In Deutschland gibt es ein strenges Datenschutzgesetz – doch nur wenige Firmen halten sich im Internet an die Bestimmungen. Das ergab eine Studie des Karlsruher Instituts für Technologie und der Universität Regensburg. Für die Studie wurden 100 Online-Shops, Auktionsplattformen, Informationsplattformen und Suchmaschinen untersucht.

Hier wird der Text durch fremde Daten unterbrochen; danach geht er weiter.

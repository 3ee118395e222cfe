pub mod handlers;
pub mod types;

use crate::{Result, config::Config, llm::ModelBinding};
use axum::{
    Router,
    routing::{get, post},
};
use std::{net::SocketAddr, sync::Arc};
use tower_http::trace::TraceLayer;
use tracing::info;

/// Builds the application router. The `/debug` route is only mounted when the
/// binding was established by probing (diagnostic mode).
pub fn router(state: handlers::AppState, diagnostic: bool) -> Router {
    let mut app = Router::new().route("/agent", post(handlers::agent));

    if diagnostic {
        app = app.route("/debug", get(handlers::debug));
    }

    app.layer(TraceLayer::new_for_http()).with_state(state)
}

pub async fn run(config: Config) -> Result<()> {
    // Establish the model binding once; requests only read it afterwards.
    let diagnostic = config.gemini.probe_on_startup;
    let binding = if diagnostic {
        ModelBinding::probe(&config.gemini).await?
    } else {
        ModelBinding::direct(&config.gemini)?
    };

    let state = handlers::AppState {
        model: Arc::new(binding.handle),
        report: Arc::new(binding.report),
    };

    let app = router(state, diagnostic);

    let addr = SocketAddr::new(config.server.host.parse()?, config.server.port);

    info!("Starting server on {}", addr);

    let listener = tokio::net::TcpListener::bind(addr).await?;
    axum::serve(listener, app).await?;

    Ok(())
}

Unter den geprüften Online-Portalen waren auch Spiegel Online, die Reiseseite Expedia und die Versandhäuser Otto und Quelle. Vor allem interessierte die Forscher die Frage: „Wie transparent ist es für den Verbraucher ersichtlich, was mit seinen persönlichen Daten geschieht“.

Das Ergebnis: nur fünf von 100 Anbietern halten sich vollständig an die Datenschutzbestimmungen. So gaben 31 Anbieter nur sehr grob an, welche Daten von ihnen erhoben werden. Sechs machten hierzu überhaupt keine Angaben – und etwa ein Drittel verschwiegen, wie lange die persönlichen Informationen gespeichert werden.

Ein Viertel der untersuchten Firmen nutzt Coockies zur Datenerhebung, ohne dass die Nutzer in irgendeiner Form über Art, Umfang und Zweck der erhobenen Daten informiert werden. Die allermeisten Firmen erwähnen zwar den Coockie-Einsatz, informieren aber unzureichend oder falsch.

Zwölf der 100 untersuchten Portale verzichteten auf die gesetzlich vorgeschriebene Einwilligung des Kunden zur Weitergabe seiner persönlichen Daten. Zwanzig Prozent verschwiegen, wer von ihnen die Daten erhält. Über ein Viertel der Unternehmen gaben keine Gründe an, warum sie personenbezogene Informationen weitergeben.

Selbst wenn ein Nutzer konkret Auskunft über die Verwendung seiner Daten verlangt, gehen 35 Prozent der Anbieter darüber hinweg, ohne ihrer Auskunftspflicht nachzukommen. Auch auf Verlangen werden die Daten anschließend nicht gelöscht.

80 Prozent der Web-Firmen nutzen Google-Analytics, obwohl das Programm keine Möglichkeit gibt, den Nutzer darüber zu informieren – oder gar dessen Einwilligung, einzuholen. Ein Verfolgen des massenweisen Datenmissbrauchs ist illusorisch – die Landesdatenschützer verhandeln direkt mit Google, über eine einvernehmliche Lösung.

Unternehmen sind gut bedient, wenn sie nicht bekannt geben, wann und wie sie die Daten der Nutzer verwenden. Denn ohne „Selbst-Bekenntnis“ ist es für Datenschützer fast unmöglich, die Einhaltung der Gesetze zu überprüfen.

Allenfalls, wenn ein Unternehmen auch auf Nachfrage die Auskunft verweigert, könnten in Zukunft Bußgelder verhängt werden – ab dem 1. April 2010 wird es ein entsprechendes Gesetz geben.